Hello,
I am trying to run a spark job but if the data set is too big I got a
"org.apache.spark.SparkException: Error communicating with MapOutputTracker"
When a I run the same algorithm with a smaller data set everything goes
smoothly.
Let me explain the scenario.
I Download the data from amazon s3, (sc.textFile("amazonpath"))
then I use a new Coalesced(data, numberOfMachines) object.
The reason that I do it, is to evenly distribute the data on the HDFS file
system and not to have problems with to many open files.

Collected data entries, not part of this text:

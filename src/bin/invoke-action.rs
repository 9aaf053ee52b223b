//! Invoke Action
//!
//! Publishes one action request to a simulated device and, when an ack topic
//! is given, waits for the acknowledgment.
//!
//! Exit codes: 0 on success (or no ack requested), 2 when the device reports
//! failure, 1 on timeout or transport errors.

use clap::Parser;
use sensor_sim::config::SimulatorConfig;
use sensor_sim::encoding::{self, WireFormat};
use sensor_sim::observability::init_with_verbosity;
use sensor_sim::protocol::{ack_topic, action_topic, ActionAck, ActionRequest};
use sensor_sim::transport::mqtt::{MqttSession, SessionConfig};
use sensor_sim::transport::{QoS, SessionEvent, Transport};
use std::process;
use std::time::Duration;
use tokio::sync::mpsc;
use tracing::{debug, error, info};

/// Send an action request to the sensor simulator
#[derive(Parser)]
#[command(name = "invoke-action")]
#[command(about = "Invoke a remote action on a simulated device")]
#[command(version)]
struct Args {
    /// Action path below `action/`, e.g. `device/reboot`
    action: String,

    /// Payload handed to the action handler
    #[arg(long, default_value = "")]
    payload: String,

    /// Correlation topic; the ack arrives on `action/ack/<ACK_TOPIC>`
    #[arg(long)]
    ack_topic: Option<String>,

    /// How long to wait for the acknowledgment
    #[arg(long, default_value_t = 5000)]
    timeout_ms: u64,

    /// MQTT broker as HOST[:PORT] or a mqtt:// / mqtts:// URL
    #[arg(short = 'b', long, default_value = "localhost:1883")]
    broker: String,

    /// Wire format the device uses
    #[arg(short = 'f', long, default_value = "protobuf")]
    format: WireFormat,

    /// MQTT username
    #[arg(short = 'u', long)]
    username: Option<String>,

    /// MQTT password
    #[arg(short = 'p', long)]
    password: Option<String>,

    /// Verbose logging
    #[arg(short, long, action = clap::ArgAction::Count)]
    verbose: u8,
}

/// Why no acknowledgment was printed
#[derive(Debug)]
enum WaitOutcome {
    Acknowledged(ActionAck),
    TimedOut,
    Closed,
}

#[tokio::main]
async fn main() {
    let args = Args::parse();
    init_with_verbosity(args.verbose);

    match run(args).await {
        Ok(code) => process::exit(code),
        Err(e) => {
            error!("Invocation failed: {}", e);
            process::exit(1);
        }
    }
}

async fn run(args: Args) -> Result<i32, Box<dyn std::error::Error>> {
    let request = ActionRequest {
        target_topic: action_topic(&args.action),
        ack_topic: args.ack_topic.clone().filter(|topic| !topic.is_empty()),
        payload: args.payload.clone().into_bytes(),
    };
    let payload = encoding::encode_action_request(args.format, &request)?;

    let mut config = SimulatorConfig::default();
    config.set_broker(&args.broker)?;
    config.device.id = format!("invoke-action-{}", process::id());
    let session = MqttSession::new(
        SessionConfig::from_simulator_config(&config)?
            .with_credentials(args.username.clone(), args.password.clone()),
    );

    let mut events = session
        .take_events()
        .await
        .ok_or("session event receiver unavailable")?;
    session.connect().await?;
    session.loop_start().await?;
    if !session.wait_connected(session.config().connect_timeout).await {
        return Err("broker did not confirm the session".into());
    }

    if let Some(destination) = request.ack_destination() {
        session.subscribe(&destination, QoS::AtLeastOnce).await?;
        debug!("Waiting for acknowledgment on {}", destination);
    }

    session
        .publish(&request.target_topic, payload, QoS::AtLeastOnce, false)
        .await?;
    info!(topic = %request.target_topic, action = %request.action_name(), "Action request published");

    let code = match request.ack_topic.as_deref() {
        None => 0,
        Some(ack) => {
            let timeout = Duration::from_millis(args.timeout_ms);
            match wait_for_ack(&mut events, &ack_topic(ack), args.format, timeout).await {
                WaitOutcome::Acknowledged(ack) => {
                    println!("{}", serde_json::to_string(&ack)?);
                    if ack.success {
                        0
                    } else {
                        2
                    }
                }
                WaitOutcome::TimedOut => {
                    error!("No acknowledgment within {}ms", args.timeout_ms);
                    1
                }
                WaitOutcome::Closed => {
                    error!("Session closed before the acknowledgment arrived");
                    1
                }
            }
        }
    };

    session.disconnect().await?;
    session.loop_stop().await?;
    Ok(code)
}

/// First decodable acknowledgment on `topic`, within `timeout`
async fn wait_for_ack(
    events: &mut mpsc::UnboundedReceiver<SessionEvent>,
    topic: &str,
    format: WireFormat,
    timeout: Duration,
) -> WaitOutcome {
    let wait = async {
        while let Some(event) = events.recv().await {
            if let SessionEvent::Message {
                topic: received,
                payload,
                ..
            } = event
            {
                if received != topic {
                    continue;
                }
                match encoding::decode_ack(format, &payload) {
                    Ok(ack) => return WaitOutcome::Acknowledged(ack),
                    Err(e) => debug!("Ignoring undecodable acknowledgment: {}", e),
                }
            }
        }
        WaitOutcome::Closed
    };

    tokio::time::timeout(timeout, wait)
        .await
        .unwrap_or(WaitOutcome::TimedOut)
}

Usually I run this in 20 m2.2xlarge machines (AMAZON)
I use the ec2 script
So, the data has about 2.2 BILLIONS lines, each line has around 600 bytes.
Here is my line of code
dataAsRDD.flatMap(parseRankEvent(_)).distinct
the problems happens right after the first stage (distinct),
even if I try to only count after the distinct stage I always get the same
error.
O spark.MapOutputTrackerActor: Asked to send map output locations for
shuffle 2 to ip-10-157-5-170.ec2.internal:52255
I already tried to change spark.akka.framSize to a bigger one (40, 80,
6000), no luck
Just to remind that if I run the same code with a smaller data set (for
example 600 milions lines) everything goes really well amd I can run it
with 20 machines m2.xlarge in 5 minutes. (the map, distinct and count)

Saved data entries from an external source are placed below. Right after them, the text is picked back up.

impl<T> Publisher<T>
where
    T: Transport + 'static,
{
    /// Handlers must all be registered before this call; the registry is
    /// read-only from here on
    pub fn new(
        settings: PublisherSettings,
        transport: Arc<T>,
        registry: ActionRegistry,
        simulator: SensorSimulator,
        shutdown: ShutdownHandle,
    ) -> Self {
        Self {
            settings,
            transport,
            registry: Arc::new(registry),
            simulator,
            metrics: Arc::new(DeviceMetrics::new()),
            shutdown,
            state: PublisherState::Idle,
            listener: None,
            status_gate: Arc::new(Mutex::new(())),
            online_at: None,
        }
    }

    pub fn with_metrics(mut self, metrics: Arc<DeviceMetrics>) -> Self {
        self.metrics = metrics;
        self
    }

    pub fn state(&self) -> PublisherState {
        self.state
    }

    pub fn settings(&self) -> &PublisherSettings {
        &self.settings
    }

    pub fn transport(&self) -> &Arc<T> {
        &self.transport
    }

    pub fn metrics(&self) -> Arc<DeviceMetrics> {
        self.metrics.clone()
    }

    pub fn shutdown_handle(&self) -> ShutdownHandle {
        self.shutdown.clone()
    }

    fn transition(&mut self, next: PublisherState) {
        if self.state != next {
            info!(from = ?self.state, to = ?next, "Publisher state transition");
            self.state = next;
        }
    }

    // ========== PURE HELPERS ==========

    /// OFFLINE status the broker publishes if the device vanishes
    fn will_message(settings: &PublisherSettings) -> Result<WillMessage, EncodingError> {
        let status = DeviceStatus::offline(&settings.device_id);
        Ok(WillMessage {
            topic: SENSOR_STATUS_TOPIC.to_string(),
            payload: encoding::encode_status(settings.format, &status)?,
            qos: QoS::AtLeastOnce,
            retain: true,
        })
    }

    /// OFFLINE status never predates the ONLINE one it follows
    fn offline_status(device_id: &str, online_at: Option<DateTime<Utc>>) -> DeviceStatus {
        let mut status = DeviceStatus::offline(device_id);
        if let Some(online_at) = online_at {
            status.timestamp = status.timestamp.max(online_at);
        }
        status
    }

    // ========== STARTUP ==========

    /// Connect, confirm, announce ONLINE and subscribe to actions
    ///
    /// Any failure here is fatal: the session is torn down and the publisher
    /// ends in `Stopped`.
    pub async fn start(&mut self) -> Result<(), LifecycleError> {
        if self.state != PublisherState::Idle {
            return Err(LifecycleError::InvalidState {
                from: self.state,
                operation: "start",
            });
        }

        let span = lifecycle_span!(device_id = %self.settings.device_id, phase = "startup");
        let result = self.startup_sequence().instrument(span).await;

        if let Err(e) = &result {
            error!(device_id = %self.settings.device_id, "Startup failed: {}", e);
            self.abort_startup().await;
        }
        result
    }

    async fn startup_sequence(&mut self) -> Result<(), LifecycleError> {
        self.transition(PublisherState::Connecting);

        let will = Self::will_message(&self.settings)?;
        self.transport
            .set_will(will)
            .await
            .map_err(|e| LifecycleError::Connect(Box::new(e)))?;
        self.transport
            .connect()
            .await
            .map_err(|e| LifecycleError::Connect(Box::new(e)))?;

        let events = self
            .transport
            .take_events()
            .await
            .ok_or_else(|| LifecycleError::Loop("session event receiver already taken".into()))?;
        self.transport
            .loop_start()
            .await
            .map_err(|e| LifecycleError::Loop(Box::new(e)))?;

        self.transition(PublisherState::WaitingForConfirmation);
        self.await_confirmation().await?;

        self.transition(PublisherState::Running);
        self.announce_online().await;

        self.transport
            .subscribe(ACTION_WILDCARD_TOPIC, QoS::AtLeastOnce)
            .await
            .map_err(|e| LifecycleError::Subscribe {
                filter: ACTION_WILDCARD_TOPIC.to_string(),
                source: Box::new(e),
            })?;

        let dispatcher = ActionDispatcher::new(
            self.registry.clone(),
            self.transport.clone(),
            self.settings.format,
            self.settings.device_id.clone(),
            self.metrics.clone(),
        );
        self.listener = Some(spawn_event_listener(
            events,
            dispatcher,
            self.transport.clone(),
            self.settings.clone(),
            self.metrics.clone(),
            StatusGuard {
                gate: self.status_gate.clone(),
                shutdown: self.shutdown.clone(),
            },
        ));

        info!(
            device_id = %self.settings.device_id,
            actions = ?self.registry.names(),
            "Device online"
        );
        Ok(())
    }

    /// Poll `is_connected` within the fixed attempt budget
    async fn await_confirmation(&self) -> Result<(), LifecycleError> {
        let attempts = self.settings.confirmation_attempts;

        for attempt in 1..=attempts {
            if self.transport.is_connected() {
                info!(attempt, "Broker confirmed connection");
                return Ok(());
            }
            if self.shutdown.is_triggered() {
                return Err(LifecycleError::Interrupted);
            }
            debug!(attempt, attempts, "Waiting for connection confirmation");
            tokio::time::sleep(self.settings.confirmation_interval).await;
        }

        if self.transport.is_connected() {
            return Ok(());
        }
        Err(LifecycleError::ConfirmationTimeout { attempts })
    }

    async fn announce_online(&mut self) {
        let status = DeviceStatus::online(&self.settings.device_id);
        self.online_at = Some(status.timestamp);
        publish_status(&*self.transport, self.settings.format, &status, &self.metrics).await;
    }

    async fn abort_startup(&mut self) {
        if let Err(e) = self.transport.loop_stop().await {
            warn!("Failed to stop background loop after startup failure: {}", e);
        }
        if let Err(e) = self.transport.disconnect().await {
            warn!("Failed to disconnect after startup failure: {}", e);
        }
        self.transition(PublisherState::Stopped);
    }

    // ========== RUNNING ==========

    /// Publish telemetry on the configured cadence until shutdown is requested
    ///
    /// Connectivity faults never end the loop. Once the session has
    /// permanently failed (reconnection attempts exhausted) ticks publish
    /// nothing, and the device idles until shutdown is requested.
    pub async fn run_telemetry(&mut self) -> Result<(), LifecycleError> {
        if self.state != PublisherState::Running {
            return Err(LifecycleError::InvalidState {
                from: self.state,
                operation: "publish telemetry",
            });
        }

        let mut ticker = tokio::time::interval(self.settings.interval);
        ticker.set_missed_tick_behavior(MissedTickBehavior::Delay);
        let shutdown = self.shutdown.clone();
        let mut failure_reported = false;

        info!(
            interval_ms = self.settings.interval.as_millis() as u64,
            format = %self.settings.format,
            "Telemetry cadence started"
        );

        loop {
            tokio::select! {
                biased;

                _ = shutdown.wait() => {
                    info!("Shutdown requested, leaving telemetry loop");
                    return Ok(());
                }

                _ = ticker.tick() => {
                    if let SessionState::Failed(reason) = self.transport.state() {
                        if !failure_reported {
                            error!(
                                "MQTT session permanently failed, telemetry suspended until shutdown: {}",
                                reason
                            );
                            failure_reported = true;
                        }
                        self.metrics.telemetry_tick();
                    } else {
                        self.publish_telemetry().await;
                    }
                }
            }
        }
    }

    /// Sample once and publish every view; returns how many publishes succeeded
    pub async fn publish_telemetry(&mut self) -> usize {
        self.metrics.telemetry_tick();
        let reading = self.simulator.sample();

        let views = match encoding::encode_reading_views(
            self.settings.format,
            &reading,
            &self.settings.device_id,
        ) {
            Ok(views) => views,
            Err(e) => {
                warn!("Failed to encode telemetry: {}", e);
                self.metrics.telemetry_failed();
                return 0;
            }
        };

        let mut published = 0;
        for (topic, payload) in views {
            match self
                .transport
                .publish(topic, payload, QoS::AtMostOnce, false)
                .await
            {
                Ok(()) => {
                    published += 1;
                    self.metrics.telemetry_published();
                }
                Err(e) => {
                    warn!(topic, "Failed to publish telemetry: {}", e);
                    self.metrics.telemetry_failed();
                }
            }
        }

        debug!(
            published,
            temperature = reading.cpu_temperature,
            heading = reading.compass_heading,
            "Telemetry tick"
        );
        published
    }

    // ========== SHUTDOWN ==========

    /// Announce OFFLINE, disconnect and wait for the background context
    ///
    /// Idempotent once `Stopped`. Teardown always runs to completion; the
    /// first teardown error is returned afterwards.
    pub async fn shutdown(&mut self) -> Result<(), LifecycleError> {
        if matches!(
            self.state,
            PublisherState::Stopped | PublisherState::ShuttingDown
        ) {
            return Ok(());
        }

        let span = lifecycle_span!(device_id = %self.settings.device_id, phase = "shutdown");
        self.teardown().instrument(span).await
    }

    async fn teardown(&mut self) -> Result<(), LifecycleError> {
        let was_running = self.state == PublisherState::Running;
        self.transition(PublisherState::ShuttingDown);

        {
            let _gate = self.status_gate.lock().await;
            self.shutdown.trigger();

            if was_running {
                let status = Self::offline_status(&self.settings.device_id, self.online_at);
                publish_status(&*self.transport, self.settings.format, &status, &self.metrics)
                    .await;
            }
        }

        let mut first_error = None;
        if let Err(e) = self.transport.disconnect().await {
            warn!("Disconnect failed: {}", e);
            first_error = Some(LifecycleError::Loop(Box::new(e)));
        }
        if let Err(e) = self.transport.loop_stop().await {
            warn!("Failed to stop background loop: {}", e);
            if first_error.is_none() {
                first_error = Some(LifecycleError::Loop(Box::new(e)));
            }
        }

        if let Some(mut listener) = self.listener.take() {
            if tokio::time::timeout(LISTENER_DRAIN_TIMEOUT, &mut listener)
                .await
                .is_err()
            {
                warn!("Event listener did not drain in time, aborting");
                listener.abort();
            }
        }

        self.transition(PublisherState::Stopped);

        match serde_json::to_string(&self.metrics.snapshot()) {
            Ok(snapshot) => info!(metrics = %snapshot, "Device stopped"),
            Err(e) => debug!("Failed to serialize metrics snapshot: {}", e),
        }

        first_error.map_or(Ok(()), Err)
    }

    /// Start, publish until shutdown, then tear down
    pub async fn run(&mut self) -> Result<(), LifecycleError> {
        self.start().await?;
        let outcome = self.run_telemetry().await;
        let stopped = self.shutdown().await;
        outcome.and(stopped)
    }
}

I spent already around 40 hours trying to solve this and all my ideas to
solve it are over :)
Thank you for your attention , and any help will be great.
I am sure that if I make it work , our company will be a great case study
for spark :), we already are reference in mazon
http://aws.amazon.com/solutions/case-studies/chaordic-systems/
and Cassandra, now I am trying to change from AMAZON EMR to spark :)
thanks
13/11/03 01:17:24 INFO cluster.ClusterTaskSetManager: Lost TID 6569 (task
0.0:12)
13/11/03 01:17:24 INFO cluster.ClusterTaskSetManager: Loss was due to
org.apache.spark.SparkException
org.apache.spark.SparkException: Error communicating with MapOutputTracker
at org.apache.spark.MapOutputTracker.askTracker(MapOutputTracker.scala:84)
at
org.apache.spark.MapOutputTracker.getServerStatuses(MapOutputTracker.scala:170)
at
org.apache.spark.BlockStoreShuffleFetcher.fetch(BlockStoreShuffleFetcher.scala:39)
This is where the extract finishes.